Import & Merge Multiple CSV Files in R (2 Examples)

In this article, I’ll show you how to import and merge CSV files in the R programming language.

The page will contain the following topics:

1) Exemplifying Data

2) Example 1: Import & Row-Bind CSV Files in R

3) Example 2: Import & Join CSV Files in R

4) Video & Further Resources

5) Subscribe to the Statistics Globe Newsletter

6) Thank you!

Let’s do this!

Exemplifying Data

Before we can start with the examples, we need to create an exemplifying directory including multiple CSV files. First, we need to create several data frames…

data1 <- data.frame(id = 1:6,                       # Create first example data frame
                    x1 = c(5, 1, 4, 9, 1, 2),
                    x2 = c("A", "Y", "G", "F", "G", "Y"))
 
data2 <- data.frame(id = 4:9,                       # Create second example data frame
                    y1 = c(3, 3, 4, 1, 2, 9),
                    y2 = c("a", "x", "a", "x", "a", "x"))
 
data3 <- data.frame(id = 5:6,                       # Create third example data frame
                    z1 = c(3, 2),
                    z2 = c("K", "b"))

…and then we need to export these data frames as CSV files to our computer:

write.csv(data1, "C:/Users/Joach/Desktop/my_folder/data1.csv", # Write first example data
          row.names = FALSE)
write.csv(data2, "C:/Users/Joach/Desktop/my_folder/data2.csv", # Write second example data
          row.names = FALSE)
write.csv(data3, "C:/Users/Joach/Desktop/my_folder/data3.csv", # Write third example data
          row.names = FALSE)

example directory with csv files

Figure 1: Exemplifying Directory with CSV Files.

Figure 1 illustrates how our example directory looks like. Now let’s import and combine these data sets in RStudio…

Example 1: Import & Row-Bind CSV Files in R

We need three R add-on packages for the following R syntax: dplyr, plyr, and readr.

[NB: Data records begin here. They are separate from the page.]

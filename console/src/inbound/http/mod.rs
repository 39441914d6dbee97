//! HTTP inbound adapter serving the simulated backend.

pub mod mock_api;

pub use mock_api::{MockApiState, configure};
//! Request layer for the Pawstay admin console and partner portal.
//!
//! The crate follows a ports-and-adapters layout: `domain` owns the response
//! envelope, the authenticated request wrapper, session teardown and the
//! page-level services; `outbound` holds the reqwest transport, session
//! storage and the simulated backend; `inbound` serves the simulated backend
//! over HTTP.

pub mod config;
pub mod domain;
pub mod inbound;
pub mod outbound;
pub mod runtime;

#[cfg(any(test, feature = "test-support"))]
pub mod test_support;

pub use config::ClientSettings;
pub use runtime::ConsoleRuntime;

Let’s install and load these packages to R.

install.packages("dplyr")                           # Install dplyr package
install.packages("plyr")                            # Install plyr package
install.packages("readr")                           # Install readr package
 
library("dplyr")                                    # Load dplyr package
library("plyr")                                     # Load plyr package
library("readr")                                    # Load readr package

Now, we can import and merge the example CSV files based on the list.files, lapply, read_csv, and bind_rows functions:

data_all <- list.files(path = "C:/Users/Joach/Desktop/my_folder",  # Identify all CSV files
                       pattern = "*.csv", full.names = TRUE) %>% 
  lapply(read_csv) %>%                              # Store all files in list
  bind_rows                                         # Combine data sets into one data set 
data_all                                            # Print data to RStudio console

tibble with merged data files r

Table 1: Tibble Containing Three Data Sets.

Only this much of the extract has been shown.